What this task involves »
Could you copy out all the lines in the material below where the word "APIs" occurs?
***** Source information
pub mod attendance;
pub mod holiday;
pub mod home;
pub mod weekly;
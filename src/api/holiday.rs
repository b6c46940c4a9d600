use actix_web::{HttpResponse, Responder, web};
use chrono::NaiveDate;
use serde::Deserialize;
use serde_json::json;
use tracing::error;
use utoipa::ToSchema;

use crate::store::Stores;

#[derive(Debug, Deserialize, ToSchema)]
pub struct AddHoliday {
    #[schema(example = "2026-08-15", format = "date", value_type = String)]
    pub date: NaiveDate,
}

#[derive(Debug, Deserialize, ToSchema)]
pub struct RemoveHolidays {
    #[schema(value_type = Vec<String>, example = json!(["2026-08-15"]))]
    pub dates: Vec<NaiveDate>,
}

/// Registered holiday dates, in insertion order
#[utoipa::path(
    get,
    path = "/holidays",
    responses(
        (status = 200, description = "Current holiday list", body = Object, example = json!({
            "holidays": ["2026-08-15", "2026-10-09"]
        }))
    ),
    tag = "Holidays"
)]
pub async fn list_holidays(stores: web::Data<Stores>) -> impl Responder {
    let holidays = stores.holidays.load();
    HttpResponse::Ok().json(json!({ "holidays": holidays.dates() }))
}

/// Register a holiday date
#[utoipa::path(
    post,
    path = "/holidays",
    request_body = AddHoliday,
    responses(
        (status = 200, description = "Holiday added, or already present", body = Object, example = json!({
            "message": "Holiday added",
            "holidays": ["2026-08-15"]
        })),
        (status = 500, description = "Internal server error")
    ),
    tag = "Holidays"
)]
pub async fn add_holiday(
    payload: web::Json<AddHoliday>,
    stores: web::Data<Stores>,
) -> impl Responder {
    let mut holidays = stores.holidays.load();
    let added = holidays.add(payload.date);
    if added {
        if let Err(err) = stores.holidays.save(&holidays) {
            error!(error = ?err, "Failed to save holidays");
            return HttpResponse::InternalServerError().json(json!({
                "message": "Internal server error"
            }));
        }
    }

    let message = if added {
        "Holiday added"
    } else {
        "Holiday already registered"
    };
    HttpResponse::Ok().json(json!({ "message": message, "holidays": holidays.dates() }))
}

/// Remove holiday dates
#[utoipa::path(
    delete,
    path = "/holidays",
    request_body = RemoveHolidays,
    responses(
        (status = 200, description = "Listed dates removed; unknown dates are ignored", body = Object, example = json!({
            "message": "Removed 1 holiday(s)",
            "holidays": []
        })),
        (status = 500, description = "Internal server error")
    ),
    tag = "Holidays"
)]
pub async fn remove_holidays(
    payload: web::Json<RemoveHolidays>,
    stores: web::Data<Stores>,
) -> impl Responder {
    let mut holidays = stores.holidays.load();
    let removed = holidays.remove_all(&payload.dates);
    if removed > 0 {
        if let Err(err) = stores.holidays.save(&holidays) {
            error!(error = ?err, "Failed to save holidays");
            return HttpResponse::InternalServerError().json(json!({
                "message": "Internal server error"
            }));
        }
    }

    HttpResponse::Ok().json(json!({
        "message": format!("Removed {} holiday(s)", removed),
        "holidays": holidays.dates(),
    }))
}
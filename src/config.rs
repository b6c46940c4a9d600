use dotenvy::dotenv;
use std::env;
use std::path::PathBuf;

use crate::policy::AttendanceWindow;

#[derive(Debug, Clone)]
pub struct Config {
    pub server_addr: String,
    /// Directory holding the log, the JSON stores, the reset marker and the
    /// backup copies.
    pub data_dir: PathBuf,

    // Attendance window (hour of day; close is exclusive)
    pub open_hour: u32,
    pub close_hour: u32,

    // Rate limiting
    pub rate_record_per_min: u32,
    pub rate_holiday_per_min: u32,
}

impl Config {
    pub fn from_env() -> Self {
        dotenv().ok();

        Self {
            server_addr: env::var("SERVER_ADDR").expect("SERVER_ADDR must be set"),
            data_dir: env::var("DATA_DIR")
                .unwrap_or_else(|_| "data".to_string())
                .into(),

            open_hour: env::var("ATTENDANCE_OPEN_HOUR")
                .unwrap_or_else(|_| "8".to_string())
                .parse()
                .unwrap(),
            close_hour: env::var("ATTENDANCE_CLOSE_HOUR")
                .unwrap_or_else(|_| "22".to_string())
                .parse()
                .unwrap(),

            rate_record_per_min: env::var("RATE_RECORD_PER_MIN")
                .unwrap_or_else(|_| "60".to_string())
                .parse()
                .unwrap(),
            rate_holiday_per_min: env::var("RATE_HOLIDAY_PER_MIN")
                .unwrap_or_else(|_| "30".to_string())
                .parse()
                .unwrap(),
        }
    }

    pub fn attendance_window(&self) -> AttendanceWindow {
        AttendanceWindow {
            open_hour: self.open_hour,
            close_hour: self.close_hour,
        }
    }
}
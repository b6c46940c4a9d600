use actix_web::{HttpResponse, Responder, get, web};
use chrono::Local;
use serde_json::json;
use tracing::warn;

use crate::locale;
use crate::maintenance;
use crate::store::Stores;

/// Kiosk status line: today's date and the current time
#[utoipa::path(
    get,
    path = "/",
    responses(
        (status = 200, description = "Localized date and clock for the kiosk screen", body = Object, example = json!({
            "date": "2026년 08월 24일 월요일",
            "time": "오후 03:05"
        }))
    ),
    tag = "Attendance"
)]
#[get("/")]
pub async fn home(stores: web::Data<Stores>) -> impl Responder {
    let now = Local::now().naive_local();

    // Maintenance is best-effort here; a failed backup or reset must not
    // take down the kiosk screen.
    if let Err(err) = maintenance::run_daily(&stores, now.date()) {
        warn!(error = ?err, "Daily maintenance failed");
    }

    HttpResponse::Ok().json(json!({
        "date": locale::format_date(now.date()),
        "time": locale::format_time(now.time()),
    }))
}
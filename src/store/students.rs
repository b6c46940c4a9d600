use anyhow::{Context, Result};
use std::collections::HashMap;
use std::fs;
use std::path::PathBuf;
use tracing::warn;

/// Mapping from student id to display name. Read-only from this service's
/// perspective; an administrator edits the JSON file directly.
#[derive(Debug, Clone, Default, PartialEq)]
pub struct StudentDirectory {
    students: HashMap<String, String>,
}

impl StudentDirectory {
    pub fn name_of(&self, student_id: &str) -> Option<&str> {
        self.students.get(student_id).map(String::as_str)
    }

    pub fn iter(&self) -> impl Iterator<Item = (&String, &String)> {
        self.students.iter()
    }

    pub fn is_empty(&self) -> bool {
        self.students.is_empty()
    }
}

impl FromIterator<(String, String)> for StudentDirectory {
    fn from_iter<T: IntoIterator<Item = (String, String)>>(iter: T) -> Self {
        Self {
            students: iter.into_iter().collect(),
        }
    }
}

/// JSON-file-backed directory, loaded fresh on every request.
#[derive(Debug, Clone)]
pub struct DirectoryStore {
    path: PathBuf,
}

impl DirectoryStore {
    pub fn new(path: PathBuf) -> Self {
        Self { path }
    }

    /// Write an empty mapping if the file does not exist yet.
    pub(crate) fn ensure_initialized(&self) -> Result<()> {
        if !self.path.exists() {
            fs::write(&self.path, "{}")
                .with_context(|| format!("failed to write {}", self.path.display()))?;
        }
        Ok(())
    }

    /// Load the directory. A missing or malformed file loads empty, which
    /// makes every id "not registered" rather than erroring.
    pub fn load(&self) -> StudentDirectory {
        let Ok(contents) = fs::read_to_string(&self.path) else {
            return StudentDirectory::default();
        };
        match serde_json::from_str::<HashMap<String, String>>(&contents) {
            Ok(students) => StudentDirectory { students },
            Err(e) => {
                warn!(error = %e, path = %self.path.display(), "Malformed student file, treating as empty");
                StudentDirectory::default()
            }
        }
    }
}
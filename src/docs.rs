use crate::api::attendance::RecordForm;
use crate::api::holiday::{AddHoliday, RemoveHolidays};
use crate::api::weekly::{DayCell, RankedRow, StudentWeekRow, WeekSelect, WeeklyResponse};
use utoipa::OpenApi;

#[derive(OpenApi)]
#[openapi(
    info(
        title = "Attendance Kiosk API",
        version = "1.0.0",
        description = r#"
## Student Attendance Kiosk

This API powers a shared check-in/check-out kiosk for a student study room,
backed by flat files instead of a database.

### 🔹 Key Features
- **Attendance Recording**
  - Check in and check out with a student ID, weekdays 08:00~22:00
- **Weekly Report**
  - Per-day hours rounded to the half hour, plus a weekly ranking
- **Holiday Management**
  - Dates on which attendance is closed
- **Daily Maintenance**
  - Automatic dated backup and log reset once per calendar day

### 📦 Response Format
- JSON-based responses; kiosk-facing strings are Korean

---
Built with **Rust**, **Actix Web**, and **Utoipa**.
"#,
    ),
    paths(
        crate::api::home::home,

        crate::api::attendance::record,

        crate::api::weekly::weekly_current,
        crate::api::weekly::weekly_select,

        crate::api::holiday::list_holidays,
        crate::api::holiday::add_holiday,
        crate::api::holiday::remove_holidays
    ),
    components(
        schemas(
            RecordForm,
            WeekSelect,
            WeeklyResponse,
            StudentWeekRow,
            DayCell,
            RankedRow,
            AddHoliday,
            RemoveHolidays
        )
    ),
    tags(
        (name = "Attendance", description = "Kiosk check-in/check-out APIs"),
        (name = "Report", description = "Weekly attendance report APIs"),
        (name = "Holidays", description = "Holiday calendar APIs"),
    )
)]
pub struct ApiDoc;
**********
Answer to the exercise »
        (name = "Attendance", description = "Kiosk check-in/check-out APIs"),
        (name = "Report", description = "Weekly attendance report APIs"),
        (name = "Holidays", description = "Holiday calendar APIs"),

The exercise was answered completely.